Action item:
The answer consists solely of the data below, reproduced exactly.

[Stored data]
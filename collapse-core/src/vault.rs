//! Key-gated vault containers in the upper region of a tower.
//!
//! A container counts as a vault when its block id carries the vault prefix
//! and it sits inside the region of any known structure in the same world.
//! The first successful interaction at a position consumes the key; the
//! position then stays open for the rest of the process lifetime.

use parking_lot::{Mutex, RwLock};
use serde::{Deserialize, Serialize};
use std::collections::{HashMap, HashSet};
use std::sync::Arc;
use tracing::{debug, info};

use crate::config::VaultConfig;
use crate::host::{ActorId, ActorInventory};
use crate::state::TowerStateStore;

pub const UNLOCK_MESSAGE: &str = "You unlocked the tower vault using a Tower Key.";
pub const SEALED_MESSAGE: &str = "This chest is sealed. You need a Tower Key to open it.";

/// Packs a block position into one `u64`: 26 bits x, 26 bits z, 12 bits y
pub fn pack_block_pos(x: i32, y: i32, z: i32) -> u64 {
    let x = (x as i64 as u64) & 0x3FF_FFFF;
    let z = (z as i64 as u64) & 0x3FF_FFFF;
    let y = (y as i64 as u64) & 0xFFF;
    (x << 38) | (z << 12) | y
}

/// How the actor touched the block
#[derive(Debug, Clone, Copy, PartialEq, Eq, Serialize, Deserialize)]
pub enum InteractionKind {
    Use,
    Secondary,
    Primary,
    Pickup,
}

impl InteractionKind {
    /// Only opening interactions are gated
    pub fn is_gated(self) -> bool {
        matches!(self, Self::Use | Self::Secondary)
    }
}

#[derive(Debug, Clone, PartialEq, Eq, Serialize, Deserialize)]
pub enum VaultDecision {
    /// `message` is set when this interaction consumed the key
    Allowed { message: Option<String> },
    /// `warning` is `None` while the actor's warn cooldown is running
    Denied { warning: Option<String> },
}

impl VaultDecision {
    pub fn is_allowed(&self) -> bool {
        matches!(self, Self::Allowed { .. })
    }

    fn open() -> Self {
        Self::Allowed { message: None }
    }
}

/// Per-actor timestamp of the last "needs a key" warning
#[derive(Default)]
pub struct WarnCooldown {
    last: Mutex<HashMap<ActorId, i64>>,
}

impl WarnCooldown {
    /// True (and records `now_ms`) if the actor may be warned again
    pub fn try_warn(&self, actor: ActorId, now_ms: i64, cooldown_ms: i64) -> bool {
        let mut last = self.last.lock();
        match last.get(&actor) {
            Some(&prev) if now_ms - prev < cooldown_ms => false,
            _ => {
                last.insert(actor, now_ms);
                true
            }
        }
    }
}

pub struct VaultAccessController {
    store: Arc<TowerStateStore>,
    config: RwLock<VaultConfig>,
    unlocked: Mutex<HashMap<String, HashSet<u64>>>,
    warn_cooldown: WarnCooldown,
}

impl VaultAccessController {
    pub fn new(store: Arc<TowerStateStore>, config: VaultConfig) -> Self {
        Self {
            store,
            config: RwLock::new(config),
            unlocked: Mutex::new(HashMap::new()),
            warn_cooldown: WarnCooldown::default(),
        }
    }

    pub fn config(&self) -> VaultConfig {
        self.config.read().clone()
    }

    pub fn apply_config(&self, config: VaultConfig) {
        *self.config.write() = config;
    }

    /// True if `(x, y, z)` lies in the upper region of any structure in
    /// `world_id`, scheduled or not.
    pub fn is_inside_vault_region(&self, world_id: &str, x: i32, y: i32, z: i32) -> bool {
        let (radius, below, above) = {
            let c = self.config.read();
            (c.region_radius, c.max_below_anchor, c.max_above_anchor)
        };
        let r_sq = (radius as f64) * (radius as f64);
        self.store.any(
            |key| key.world_id == world_id,
            |key, _| {
                key.horizontal_distance_sq(x as f64, z as f64) <= r_sq
                    && y >= key.y.saturating_sub(below)
                    && y <= key.y.saturating_add(above)
            },
        )
    }

    pub fn is_unlocked(&self, world_id: &str, x: i32, y: i32, z: i32) -> bool {
        self.unlocked
            .lock()
            .get(world_id)
            .is_some_and(|set| set.contains(&pack_block_pos(x, y, z)))
    }

    /// Full interaction filter: kind, block id prefix, then [`Self::try_unlock`]
    #[allow(clippy::too_many_arguments)]
    pub fn on_interaction(
        &self,
        kind: InteractionKind,
        block_id: &str,
        world_id: &str,
        x: i32,
        y: i32,
        z: i32,
        actor: ActorId,
        inventory: &mut dyn ActorInventory,
        now_ms: i64,
    ) -> VaultDecision {
        if !kind.is_gated() || !block_id.starts_with(self.config.read().container_prefix.as_str()) {
            return VaultDecision::open();
        }
        self.try_unlock(world_id, x, y, z, actor, inventory, now_ms)
    }

    /// Gates one container interaction. Positions outside every vault
    /// region and positions already unlocked are allowed without cost.
    #[allow(clippy::too_many_arguments)]
    pub fn try_unlock(
        &self,
        world_id: &str,
        x: i32,
        y: i32,
        z: i32,
        actor: ActorId,
        inventory: &mut dyn ActorInventory,
        now_ms: i64,
    ) -> VaultDecision {
        if !self.is_inside_vault_region(world_id, x, y, z) {
            return VaultDecision::open();
        }
        let (key_item, amount, cooldown_ms) = {
            let c = self.config.read();
            (c.key_item_id.clone(), c.keys_per_unlock, c.warn_cooldown_ms)
        };
        let packed = pack_block_pos(x, y, z);

        // held across check and consume so one key opens one position
        let mut unlocked = self.unlocked.lock();
        let set = unlocked.entry(world_id.to_string()).or_default();
        if set.contains(&packed) {
            return VaultDecision::open();
        }

        if !inventory.can_remove(&key_item, amount) || !inventory.remove(&key_item, amount) {
            let warning = self
                .warn_cooldown
                .try_warn(actor, now_ms, cooldown_ms)
                .then(|| SEALED_MESSAGE.to_string());
            debug!(world = world_id, x, y, z, actor, "Vault interaction denied");
            return VaultDecision::Denied { warning };
        }

        set.insert(packed);
        info!(world = world_id, x, y, z, actor, "Vault unlocked");
        VaultDecision::Allowed {
            message: Some(UNLOCK_MESSAGE.to_string()),
        }
    }

    pub fn unlocked_count(&self) -> usize {
        self.unlocked.lock().values().map(HashSet::len).sum()
    }
}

Reply to the exercise:
filename collapse-core/src/vault.rs
//! Key-gated vault containers in the upper region of a tower.
//!
//! A container counts as a vault when its block id carries the vault prefix
//! and it sits inside the region of any known structure in the same world.
//! The first successful interaction at a position consumes the key; the
//! position then stays open for the rest of the process lifetime.

use parking_lot::{Mutex, RwLock};
use serde::{Deserialize, Serialize};
use std::collections::{HashMap, HashSet};
use std::sync::Arc;
use tracing::{debug, info};

use crate::config::VaultConfig;
use crate::host::{ActorId, ActorInventory};
use crate::state::TowerStateStore;

pub const UNLOCK_MESSAGE: &str = "You unlocked the tower vault using a Tower Key.";
pub const SEALED_MESSAGE: &str = "This chest is sealed. You need a Tower Key to open it.";

/// Packs a block position into one `u64`: 26 bits x, 26 bits z, 12 bits y
pub fn pack_block_pos(x: i32, y: i32, z: i32) -> u64 {
    let x = (x as i64 as u64) & 0x3FF_FFFF;
    let z = (z as i64 as u64) & 0x3FF_FFFF;
    let y = (y as i64 as u64) & 0xFFF;
    (x << 38) | (z << 12) | y
}

/// How the actor touched the block
#[derive(Debug, Clone, Copy, PartialEq, Eq, Serialize, Deserialize)]
pub enum InteractionKind {
    Use,
    Secondary,
    Primary,
    Pickup,
}

impl InteractionKind {
    /// Only opening interactions are gated
    pub fn is_gated(self) -> bool {
        matches!(self, Self::Use | Self::Secondary)
    }
}

#[derive(Debug, Clone, PartialEq, Eq, Serialize, Deserialize)]
pub enum VaultDecision {
    /// `message` is set when this interaction consumed the key
    Allowed { message: Option<String> },
    /// `warning` is `None` while the actor's warn cooldown is running
    Denied { warning: Option<String> },
}

impl VaultDecision {
    pub fn is_allowed(&self) -> bool {
        matches!(self, Self::Allowed { .. })
    }

    fn open() -> Self {
        Self::Allowed { message: None }
    }
}

/// Per-actor timestamp of the last "needs a key" warning
#[derive(Default)]
pub struct WarnCooldown {
    last: Mutex<HashMap<ActorId, i64>>,
}

impl WarnCooldown {
    /// True (and records `now_ms`) if the actor may be warned again
    pub fn try_warn(&self, actor: ActorId, now_ms: i64, cooldown_ms: i64) -> bool {
        let mut last = self.last.lock();
        match last.get(&actor) {
            Some(&prev) if now_ms - prev < cooldown_ms => false,
            _ => {
                last.insert(actor, now_ms);
                true
            }
        }
    }
}

pub struct VaultAccessController {
    store: Arc<TowerStateStore>,
    config: RwLock<VaultConfig>,
    unlocked: Mutex<HashMap<String, HashSet<u64>>>,
    warn_cooldown: WarnCooldown,
}

impl VaultAccessController {
    pub fn new(store: Arc<TowerStateStore>, config: VaultConfig) -> Self {
        Self {
            store,
            config: RwLock::new(config),
            unlocked: Mutex::new(HashMap::new()),
            warn_cooldown: WarnCooldown::default(),
        }
    }

    pub fn config(&self) -> VaultConfig {
        self.config.read().clone()
    }

    pub fn apply_config(&self, config: VaultConfig) {
        *self.config.write() = config;
    }

    /// True if `(x, y, z)` lies in the upper region of any structure in
    /// `world_id`, scheduled or not.
    pub fn is_inside_vault_region(&self, world_id: &str, x: i32, y: i32, z: i32) -> bool {
        let (radius, below, above) = {
            let c = self.config.read();
            (c.region_radius, c.max_below_anchor, c.max_above_anchor)
        };
        let r_sq = (radius as f64) * (radius as f64);
        self.store.any(
            |key| key.world_id == world_id,
            |key, _| {
                key.horizontal_distance_sq(x as f64, z as f64) <= r_sq
                    && y >= key.y.saturating_sub(below)
                    && y <= key.y.saturating_add(above)
            },
        )
    }

    pub fn is_unlocked(&self, world_id: &str, x: i32, y: i32, z: i32) -> bool {
        self.unlocked
            .lock()
            .get(world_id)
            .is_some_and(|set| set.contains(&pack_block_pos(x, y, z)))
    }

    /// Full interaction filter: kind, block id prefix, then [`Self::try_unlock`]
    #[allow(clippy::too_many_arguments)]
    pub fn on_interaction(
        &self,
        kind: InteractionKind,
        block_id: &str,
        world_id: &str,
        x: i32,
        y: i32,
        z: i32,
        actor: ActorId,
        inventory: &mut dyn ActorInventory,
        now_ms: i64,
    ) -> VaultDecision {
        if !kind.is_gated() || !block_id.starts_with(self.config.read().container_prefix.as_str()) {
            return VaultDecision::open();
        }
        self.try_unlock(world_id, x, y, z, actor, inventory, now_ms)
    }

    /// Gates one container interaction. Positions outside every vault
    /// region and positions already unlocked are allowed without cost.
    #[allow(clippy::too_many_arguments)]
    pub fn try_unlock(
        &self,
        world_id: &str,
        x: i32,
        y: i32,
        z: i32,
        actor: ActorId,
        inventory: &mut dyn ActorInventory,
        now_ms: i64,
    ) -> VaultDecision {
        if !self.is_inside_vault_region(world_id, x, y, z) {
            return VaultDecision::open();
        }
        let (key_item, amount, cooldown_ms) = {
            let c = self.config.read();
            (c.key_item_id.clone(), c.keys_per_unlock, c.warn_cooldown_ms)
        };
        let packed = pack_block_pos(x, y, z);

        // held across check and consume so one key opens one position
        let mut unlocked = self.unlocked.lock();
        let set = unlocked.entry(world_id.to_string()).or_default();
        if set.contains(&packed) {
            return VaultDecision::open();
        }

        if !inventory.can_remove(&key_item, amount) || !inventory.remove(&key_item, amount) {
            let warning = self
                .warn_cooldown
                .try_warn(actor, now_ms, cooldown_ms)
                .then(|| SEALED_MESSAGE.to_string());
            debug!(world = world_id, x, y, z, actor, "Vault interaction denied");
            return VaultDecision::Denied { warning };
        }

        set.insert(packed);
        info!(world = world_id, x, y, z, actor, "Vault unlocked");
        VaultDecision::Allowed {
            message: Some(UNLOCK_MESSAGE.to_string()),
        }
    }

    pub fn unlocked_count(&self) -> usize {
        self.unlocked.lock().values().map(HashSet::len).sum()
    }
}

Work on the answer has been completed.